◆ PROBLEM REQUIREMENTS ◆
Here is the task for the records below: repeat exactly the lines from the one with "fn fnv1a(bytes: &[u8])" to the one with "value in [0, 1).", both included, and nothing else.

(Saved data entries)
────

//! Seeded random streams and coherent noise.
//!
//! **Seed-based determinism:** every value produced here is a pure function of
//! a [`Seed`] plus call order (streams) or coordinates (noise). Seeds are
//! derived by hashing, never from process state, so the same seed yields the
//! same galaxy and zone layout on every run.

use noise::{NoiseFn, Simplex};
use rand::prelude::*;
use rand_chacha::ChaCha8Rng;

/// A 64-bit generation seed. Built from an integer or a string and
/// decorrelated per purpose with [`Seed::combine`].
#[derive(Debug, Clone, Copy, PartialEq, Eq, Hash)]
pub struct Seed(u64);

impl Seed {
    pub const fn new(value: u64) -> Self {
        Self(value)
    }

    /// Hash a string into a seed (FNV-1a, then finalised).
    pub fn from_text(text: &str) -> Self {
        Self(mix64(fnv1a(text.as_bytes())))
    }

    pub fn value(self) -> u64 {
        self.0
    }

    /// Derive an independent seed for a named purpose, e.g. `"density"`.
    /// Same base and part always give the same result; different parts give
    /// unrelated seeds.
    pub fn combine(self, part: &str) -> Self {
        let h = fnv1a(part.as_bytes());
        Self(mix64(self.0.rotate_left(17) ^ h ^ 0x9e37_79b9_7f4a_7c15))
    }

    /// [`Seed::combine`] folded over several parts.
    pub fn combine_all(self, parts: &[&str]) -> Self {
        parts.iter().fold(self, |seed, part| seed.combine(part))
    }

    /// Sequential random stream for this seed.
    pub fn stream(self) -> RandomStream {
        RandomStream::derive(self)
    }

    /// Coherent noise field for this seed.
    pub fn noise(self) -> NoiseField {
        NoiseField::new(self)
    }
}

impl From<u64> for Seed {
    fn from(value: u64) -> Self {
        Self::new(value)
    }
}

impl From<&str> for Seed {
    fn from(text: &str) -> Self {
        Self::from_text(text)
    }
}

fn fnv1a(bytes: &[u8]) -> u64 {
    let mut hash: u64 = 0xcbf2_9ce4_8422_2325;
    for &b in bytes {
        hash ^= b as u64;
        hash = hash.wrapping_mul(0x0100_0000_01b3);
    }
    hash
}

/// SplitMix64 finaliser.
fn mix64(mut z: u64) -> u64 {
    z = (z ^ (z >> 30)).wrapping_mul(0xbf58_476d_1ce4_e5b9);
    z = (z ^ (z >> 27)).wrapping_mul(0x94d0_49bb_1331_11eb);
    z ^ (z >> 31)
}

/// Stateful, sequential pseudo-random stream. ChaCha8 keeps the sequence
/// stable across platforms and `rand` releases.
#[derive(Debug, Clone)]
pub struct RandomStream {
    rng: ChaCha8Rng,
}

impl RandomStream {
    pub fn derive(seed: Seed) -> Self {
        Self {
            rng: ChaCha8Rng::seed_from_u64(seed.value()),
        }
    }

    /// Next value in [0, 1).
    pub fn next_float(&mut self) -> f64 {
        self.rng.gen::<f64>()
    }

    /// Uniform index in `0..len`. `len` must be non-zero.
    pub fn pick_index(&mut self, len: usize) -> usize {
        ((self.next_float() * len as f64) as usize).min(len.saturating_sub(1))
    }
}

/// Derive a deterministic u32 noise seed from a 64-bit seed.
#[inline]
fn noise_seed(seed: Seed) -> u32 {
    (seed
        .value()
        .wrapping_mul(0x9e37_79b9_7f4a_7c15)
        .wrapping_add(0x6c07_8965)
        >> 32) as u32
}

/// Stateless coherent noise for one seed. Nearby coordinates give nearby
/// values; every sample is clamped to [-1, 1].
pub struct NoiseField {
    seed: Seed,
    simplex: Simplex,
}

impl NoiseField {
    pub fn new(seed: Seed) -> Self {
        Self {
            seed,
            simplex: Simplex::new(noise_seed(seed)),
        }
    }

    pub fn seed(&self) -> Seed {
        self.seed
    }

    pub fn sample_2d(&self, x: f64, y: f64, scale: f64) -> f64 {
        self.simplex.get([x * scale, y * scale]).clamp(-1.0, 1.0)
    }

    pub fn sample_3d(&self, x: f64, y: f64, z: f64, scale: f64) -> f64 {
        self.simplex
            .get([x * scale, y * scale, z * scale])
            .clamp(-1.0, 1.0)
    }
}

impl std::fmt::Debug for NoiseField {
    fn fmt(&self, f: &mut std::fmt::Formatter<'_>) -> std::fmt::Result {
        f.debug_struct("NoiseField").field("seed", &self.seed).finish()
    }
}

/// Octave settings for [`fbm`].
#[derive(Debug, Clone, Copy, PartialEq)]
pub struct FbmParams {
    /// Number of noise layers.
    pub octaves: u32,
    /// Amplitude multiplier per octave.
    pub persistence: f64,
    /// Frequency multiplier per octave.
    pub lacunarity: f64,
    /// Frequency of the first octave.
    pub scale: f64,
}

impl FbmParams {
    pub const fn new(octaves: u32, persistence: f64, lacunarity: f64, scale: f64) -> Self {
        Self {
            octaves,
            persistence,
            lacunarity,
            scale,
        }
    }
}

impl Default for FbmParams {
    fn default() -> Self {
        Self::new(4, 0.5, 2.0, 1.0)
    }
}

/// Fractional Brownian motion: `octaves` layers of 2D noise with rising
/// frequency and falling amplitude, normalised by total amplitude so the
/// result stays in [-1, 1].
pub fn fbm(field: &NoiseField, x: f64, y: f64, params: FbmParams) -> f64 {
    let mut total = 0.0;
    let mut frequency = params.scale;
    let mut amplitude = 1.0;
    let mut max_value = 0.0;

    for _ in 0..params.octaves {
        total += field.sample_2d(x, y, frequency) * amplitude;
        max_value += amplitude;
        amplitude *= params.persistence;
        frequency *= params.lacunarity;
    }

    if max_value > 0.0 {
        (total / max_value).clamp(-1.0, 1.0)
    } else {
        0.0
    }
}

/// Map a noise value from [-1, 1] to [0, 1].
#[inline]
pub fn normalize(value: f64) -> f64 {
    (value + 1.0) * 0.5
}

/// Map a noise value from [-1, 1] linearly onto [min, max].
#[inline]
pub fn map_range(value: f64, min: f64, max: f64) -> f64 {
    min + normalize(value) * (max - min)
}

────

◆ ANSWER TO THIS EXERCISE ◆
fn fnv1a(bytes: &[u8]) -> u64 {
    let mut hash: u64 = 0xcbf2_9ce4_8422_2325;
    for &b in bytes {
        hash ^= b as u64;
        hash = hash.wrapping_mul(0x0100_0000_01b3);
    }
    hash
}

/// SplitMix64 finaliser.
fn mix64(mut z: u64) -> u64 {
    z = (z ^ (z >> 30)).wrapping_mul(0xbf58_476d_1ce4_e5b9);
    z = (z ^ (z >> 27)).wrapping_mul(0x94d0_49bb_1331_11eb);
    z ^ (z >> 31)
}

/// Stateful, sequential pseudo-random stream. ChaCha8 keeps the sequence
/// stable across platforms and `rand` releases.
#[derive(Debug, Clone)]
pub struct RandomStream {
    rng: ChaCha8Rng,
}

impl RandomStream {
    pub fn derive(seed: Seed) -> Self {
        Self {
            rng: ChaCha8Rng::seed_from_u64(seed.value()),
        }
    }

    /// Next value in [0, 1).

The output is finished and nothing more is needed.